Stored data
***

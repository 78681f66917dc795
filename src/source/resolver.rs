//! Hash resolution with cache reuse
//!
//! Each declared dependency is either copied from the previous resolved
//! manifest (when its revision is unchanged) or resolved from scratch. A
//! failure only affects the dependency it happened on.

use tracing::{error, info};

use crate::manifest::types::{ResolvedManifest, ResolvedSource};
use crate::parser::types::Declaration;
use crate::scanner::Declarations;
use crate::source::commit::is_commit_hash;
use crate::source::error::ResolveError;
use crate::source::fetcher::SourceFetcher;

/// Outcome of resolving a set of declarations
#[derive(Debug, Default)]
pub struct Resolution {
    /// Records to persist: reused and freshly fetched ones
    pub resolved: ResolvedManifest,
    /// Names copied from the cache, in declaration order
    pub reused: Vec<String>,
    /// Names resolved from scratch, in declaration order
    pub fetched: Vec<String>,
    /// Names that could not be resolved, with the reason
    pub failed: Vec<(String, ResolveError)>,
}

/// Resolves one declaration to a pinned source
///
/// 1. A revision that is already a full commit hash is used as is; anything
///    else is resolved remotely.
/// 2. The archive for the commit is prefetched and its hash converted to SRI.
pub fn resolve_source(
    fetcher: &dyn SourceFetcher,
    name: &str,
    declaration: &Declaration,
) -> Result<ResolvedSource, ResolveError> {
    let Declaration { owner, repo, rev } = declaration;

    let commit = if is_commit_hash(rev) {
        rev.clone()
    } else {
        info!("-> Resolving {} {}/{} @ {}...", name, owner, repo, rev);
        fetcher.resolve_commit(owner, repo, rev)?
    };

    info!(
        "-> Fetching {} : {}/{} {}...",
        name,
        owner,
        repo,
        &commit[..7.min(commit.len())]
    );
    let raw_hash = fetcher.prefetch_archive(owner, repo, &commit)?;
    let hash = fetcher.to_sri(&raw_hash)?;

    Ok(ResolvedSource::new(rev.clone(), commit, hash))
}

/// Resolves every declaration, reusing cached records whose revision is unchanged
///
/// Declarations are processed one at a time in order. Failures are logged and
/// collected; they never stop the remaining declarations.
pub fn resolve_all(
    fetcher: &dyn SourceFetcher,
    declarations: &Declarations,
    cache: &ResolvedManifest,
) -> Resolution {
    let mut resolution = Resolution::default();

    for (name, declaration) in declarations {
        if let Some(cached) = cache.get(name).filter(|c| c.rev == declaration.rev) {
            info!("-> Reusing cached {} @ {}", name, declaration.rev);
            resolution.resolved.insert(name.clone(), cached.clone());
            resolution.reused.push(name.clone());
            continue;
        }

        match resolve_source(fetcher, name, declaration) {
            Ok(source) => {
                resolution.resolved.insert(name.clone(), source);
                resolution.fetched.push(name.clone());
            }
            Err(e) => {
                error!("Failed to resolve {}: {}", name, e);
                resolution.failed.push((name.clone(), e));
            }
        }
    }

    resolution
}
//! External tool execution

use std::process::{Command, Stdio};

use tracing::debug;

use crate::config::ToolCommand;
use crate::source::error::ResolveError;

/// Runs `tool` with `args` appended to its leading arguments and returns its stdout
///
/// Blocks until the process exits. A non-zero exit status is an error carrying
/// the trimmed stderr.
pub fn run_tool(tool: &ToolCommand, args: &[&str]) -> Result<String, ResolveError> {
    debug!(
        "Running {} {} {}",
        tool.program,
        tool.leading_args.join(" "),
        args.join(" ")
    );

    let output = Command::new(&tool.program)
        .args(&tool.leading_args)
        .args(args)
        .stdin(Stdio::null())
        .output()
        .map_err(|source| ResolveError::Spawn {
            program: tool.program.clone(),
            source,
        })?;

    if !output.status.success() {
        return Err(ResolveError::CommandFailed {
            program: tool.program.clone(),
            status: output.status,
            stderr: String::from_utf8_lossy(&output.stderr).trim().to_string(),
        });
    }

    Ok(String::from_utf8_lossy(&output.stdout).into_owned())
}
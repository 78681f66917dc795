//! Trait over the external tools that pin a source

#[cfg(test)]
use mockall::automock;

use crate::source::error::ResolveError;

/// Resolves revisions and hashes archives for GitHub-hosted sources
#[cfg_attr(test, automock)]
pub trait SourceFetcher {
    /// Resolves `rev` (branch or tag) of `owner/repo` to a commit hash
    fn resolve_commit(&self, owner: &str, repo: &str, rev: &str) -> Result<String, ResolveError>;

    /// Downloads and unpacks the archive of `commit`, returning its raw sha256 hash
    fn prefetch_archive(
        &self,
        owner: &str,
        repo: &str,
        commit: &str,
    ) -> Result<String, ResolveError>;

    /// Converts a raw sha256 hash to SRI form (`sha256-<base64>`)
    fn to_sri(&self, raw_hash: &str) -> Result<String, ResolveError>;
}
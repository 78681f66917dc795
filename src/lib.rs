pub mod config;
pub mod manifest;
pub mod parser;
pub mod release;
pub mod scanner;
pub mod source;
pub mod sync;
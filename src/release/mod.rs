//! Upstream release tracking
//!
//! Compares the revision the top-level project is pinned to against the
//! latest release published on GitHub.
//!
//! # Modules
//!
//! - [`source`]: Trait for looking up the latest release of a repository
//! - [`github`]: GitHub Releases API implementation
//! - [`checker`]: Version file loading and comparison
//! - [`semver`]: Tag parsing
//! - [`error`]: Error type for release lookups

pub mod checker;
pub mod error;
pub mod github;
pub mod semver;
pub mod source;

pub use checker::{ReleaseCheck, check_release, read_pinned_rev};
pub use error::ReleaseError;
pub use github::GitHubReleases;
pub use source::ReleaseSource;
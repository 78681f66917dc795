//! Parser layer
//! - traits.rs: Parser trait definition
//! - types.rs: Common types (Declaration, ParsedDeclaration, DeclarationMacro)
//! - cmake.rs: CMake FetchContent declaration parser

pub mod cmake;
pub mod traits;
pub mod types;

pub use cmake::CMakeParser;
pub use traits::Parser;
pub use types::{Declaration, DeclarationMacro, ParsedDeclaration};
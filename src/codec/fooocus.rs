//! codec::fooocus
//!
//! The structured JSON key-value convention.
//!
//! Parsing re-attaches local context: bare model and LoRA stems written by
//! another machine are resolved to installed filenames. Serializing strips
//! that context back off so documents never leak local paths, then merges
//! in the per-image resolved state (prompts, steps, model hashes, LoRA
//! triples) and renders one JSON object with sorted keys.

use std::collections::BTreeMap;

use serde_json::Value;
use tracing::warn;

use super::{MetadataCodec, MetadataContext, ParserState};
use crate::catalog::file_stem;
use crate::types::{
    MetadataError, MetadataScheme, ParameterEntry, ParsedMetadata, RawParameters,
};

/// Codec for the Fooocus JSON convention.
#[derive(Debug, Default)]
pub struct FooocusCodec {
    state: ParserState,
}

impl MetadataCodec for FooocusCodec {
    fn scheme(&self) -> MetadataScheme {
        MetadataScheme::Fooocus
    }

    fn state(&self) -> &ParserState {
        &self.state
    }

    fn state_mut(&mut self) -> &mut ParserState {
        &mut self.state
    }

    fn parse(
        &self,
        ctx: &MetadataContext,
        raw: &RawParameters,
    ) -> Result<ParsedMetadata, MetadataError> {
        let RawParameters::Structured(document) = raw else {
            return Err(MetadataError::SchemeMismatch {
                scheme: self.scheme(),
                got: raw.kind(),
            });
        };

        let mut data = document.clone();
        for (key, value) in data.iter_mut() {
            let Value::String(text) = value else {
                continue;
            };
            if text.is_empty() || text == "None" {
                continue;
            }

            if key == "base_model" || key == "refiner_model" {
                if let Some(filename) = ctx.catalog.resolve_model_stem(text) {
                    *text = filename.to_string();
                }
            } else if key.starts_with("lora_combined_") {
                match text.split_once(" : ") {
                    Some((stem, weight)) => {
                        if let Some(filename) = ctx.catalog.resolve_lora_stem(stem) {
                            *text = format!("{filename} : {weight}");
                        }
                    }
                    None => {
                        warn!(key = key.as_str(), value = text.as_str(), "skipping malformed lora reference");
                    }
                }
            }
        }

        Ok(data)
    }

    fn serialize(
        &self,
        ctx: &MetadataContext,
        entries: &[ParameterEntry],
    ) -> Result<String, MetadataError> {
        let mut document: BTreeMap<String, Value> = BTreeMap::new();
        for entry in entries {
            let mut value = entry.value.clone();
            // Local model-folder context must not leak into the document.
            if entry.key.starts_with("lora_combined_") {
                if let Value::String(text) = &value {
                    match text.split_once(" : ") {
                        Some((name, weight)) => {
                            value = Value::String(format!("{} : {weight}", file_stem(name)));
                        }
                        None => {
                            warn!(
                                key = entry.key.as_str(),
                                value = text.as_str(),
                                "keeping malformed lora reference as-is"
                            );
                        }
                    }
                }
            }
            document.insert(entry.key.clone(), value);
        }

        document.insert(
            "full_prompt".into(),
            Value::String(self.state.full_prompt.clone()),
        );
        document.insert(
            "full_negative_prompt".into(),
            Value::String(self.state.full_negative_prompt.clone()),
        );
        document.insert("steps".into(), Value::Number(self.state.steps.into()));
        document.insert(
            "base_model".into(),
            Value::String(self.state.base_model_name.clone()),
        );
        document.insert(
            "base_model_hash".into(),
            Value::String(self.state.base_model_hash.clone()),
        );

        if self.state.has_refiner() {
            document.insert(
                "refiner_model".into(),
                Value::String(self.state.refiner_model_name.clone()),
            );
            document.insert(
                "refiner_model_hash".into(),
                Value::String(self.state.refiner_model_hash.clone()),
            );
        }

        let loras = self
            .state
            .loras
            .iter()
            .map(|lora| {
                serde_json::json!([lora.name, lora.weight, lora.hash])
            })
            .collect();
        document.insert("loras".into(), Value::Array(loras));

        if !ctx.created_by.is_empty() {
            document.insert(
                "created_by".into(),
                Value::String(ctx.created_by.clone()),
            );
        }

        Ok(serde_json::to_string(&document)?)
    }
}
fn main() {
    if let Err(err) = geninfo::cli::run() {
        eprintln!("error: {err:#}");
        std::process::exit(1);
    }
}
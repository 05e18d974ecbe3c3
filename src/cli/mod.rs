//! cli
//!
//! Command-line interface layer.
//!
//! The CLI is thin: it parses arguments, loads config, builds a
//! [`MetadataContext`] from the configured model directories, and
//! delegates to the library. All parsing and serialization logic lives in
//! [`crate::codec`] and [`crate::reader`].

pub mod args;

pub use args::{Cli, Command};

use std::path::Path;

use anyhow::{Context as _, Result};
use serde_json::Value;

use crate::catalog::ModelCatalog;
use crate::codec::{codec_for_scheme, MetadataContext};
use crate::config::Config;
use crate::hash::{ContentHasher, Sha256FileHasher};
use crate::reader;

/// Run the CLI application.
///
/// This is the main entry point called from `main.rs`.
pub fn run() -> Result<()> {
    let cli = Cli::parse_args();
    init_tracing(cli.debug);

    let config = match &cli.config {
        Some(path) => Config::load(path)?,
        None => Config::default(),
    };

    match cli.command {
        Command::Inspect { image, scheme } => inspect(&config, &image, scheme),
        Command::Hash { file } => {
            let digest = Sha256FileHasher.hash(&file)?;
            println!("{digest}");
            Ok(())
        }
    }
}

fn init_tracing(debug: bool) {
    let default_level = if debug { "debug" } else { "warn" };
    let filter = tracing_subscriber::EnvFilter::try_from_default_env()
        .unwrap_or_else(|_| tracing_subscriber::EnvFilter::new(default_level));
    tracing_subscriber::fmt()
        .with_env_filter(filter)
        .with_writer(std::io::stderr)
        .init();
}

fn inspect(
    config: &Config,
    image: &Path,
    forced_scheme: Option<crate::types::MetadataScheme>,
) -> Result<()> {
    let ctx = build_context(config)?;

    let detected = reader::read_image_metadata(image)
        .with_context(|| format!("reading metadata from '{}'", image.display()))?;

    let scheme = forced_scheme.or(detected.scheme);
    let (Some(scheme), Some(parameters)) = (scheme, detected.parameters) else {
        anyhow::bail!(
            "no recognizable generation metadata in '{}'",
            image.display()
        );
    };

    let codec = codec_for_scheme(scheme);
    let parsed = codec.parse(&ctx, &parameters)?;

    let mut output = serde_json::Map::new();
    output.insert("scheme".into(), Value::String(scheme.to_string()));
    output.insert("data".into(), Value::Object(parsed));
    println!("{}", serde_json::to_string_pretty(&output)?);
    Ok(())
}

fn build_context(config: &Config) -> Result<MetadataContext> {
    let checkpoints_dir = config
        .checkpoints_dir
        .clone()
        .unwrap_or_else(|| Path::new(".").to_path_buf());
    let loras_dir = config
        .loras_dir
        .clone()
        .unwrap_or_else(|| Path::new(".").to_path_buf());

    let mut catalog = ModelCatalog::from_directories(&checkpoints_dir, &loras_dir)
        .context("listing model directories")?;
    if let Some(reserved) = &config.reserved_lora {
        catalog = catalog.with_reserved_lora(reserved.clone());
    }

    Ok(MetadataContext::new(catalog, checkpoints_dir, loras_dir)
        .with_created_by(config.created_by()))
}
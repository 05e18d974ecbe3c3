//! cli::args
//!
//! Command-line argument definitions using clap derive.

use clap::{Parser, Subcommand};
use std::path::PathBuf;

use crate::types::MetadataScheme;

/// Inspect and convert AI image generation metadata
#[derive(Parser, Debug)]
#[command(name = "geninfo")]
#[command(author, version, about, long_about = None)]
pub struct Cli {
    /// Path to a TOML config file
    #[arg(long, global = true)]
    pub config: Option<PathBuf>,

    /// Enable debug logging
    #[arg(long, global = true)]
    pub debug: bool,

    #[command(subcommand)]
    pub command: Command,
}

impl Cli {
    /// Parse command-line arguments.
    pub fn parse_args() -> Self {
        Parser::parse()
    }
}

/// Available commands.
#[derive(Subcommand, Debug)]
pub enum Command {
    /// Read generation metadata from a PNG and print it as JSON
    #[command(name = "inspect")]
    Inspect {
        /// The image to inspect
        image: PathBuf,

        /// Force a scheme instead of auto-detecting (a1111 or fooocus)
        #[arg(long)]
        scheme: Option<MetadataScheme>,
    },

    /// Print the content hash of a model file
    #[command(name = "hash")]
    Hash {
        /// The file to hash
        file: PathBuf,
    },
}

***

> _What is being asked_
Set down, exactly as they appear above, all lines from the one that has "if let Some(filename) = ctx.catalog.resolve_model_stem(text)" down to the one that has "if let Value::String(text)", including those two and no others.

> _Problem solution_
                if let Some(filename) = ctx.catalog.resolve_model_stem(text) {
                    *text = filename.to_string();
                }
            } else if key.starts_with("lora_combined_") {
                match text.split_once(" : ") {
                    Some((stem, weight)) => {
                        if let Some(filename) = ctx.catalog.resolve_lora_stem(stem) {
                            *text = format!("{filename} : {weight}");
                        }
                    }
                    None => {
                        warn!(key = key.as_str(), value = text.as_str(), "skipping malformed lora reference");
                    }
                }
            }
        }

        Ok(data)
    }

    fn serialize(
        &self,
        ctx: &MetadataContext,
        entries: &[ParameterEntry],
    ) -> Result<String, MetadataError> {
        let mut document: BTreeMap<String, Value> = BTreeMap::new();
        for entry in entries {
            let mut value = entry.value.clone();
            // Local model-folder context must not leak into the document.
            if entry.key.starts_with("lora_combined_") {
                if let Value::String(text) = &value {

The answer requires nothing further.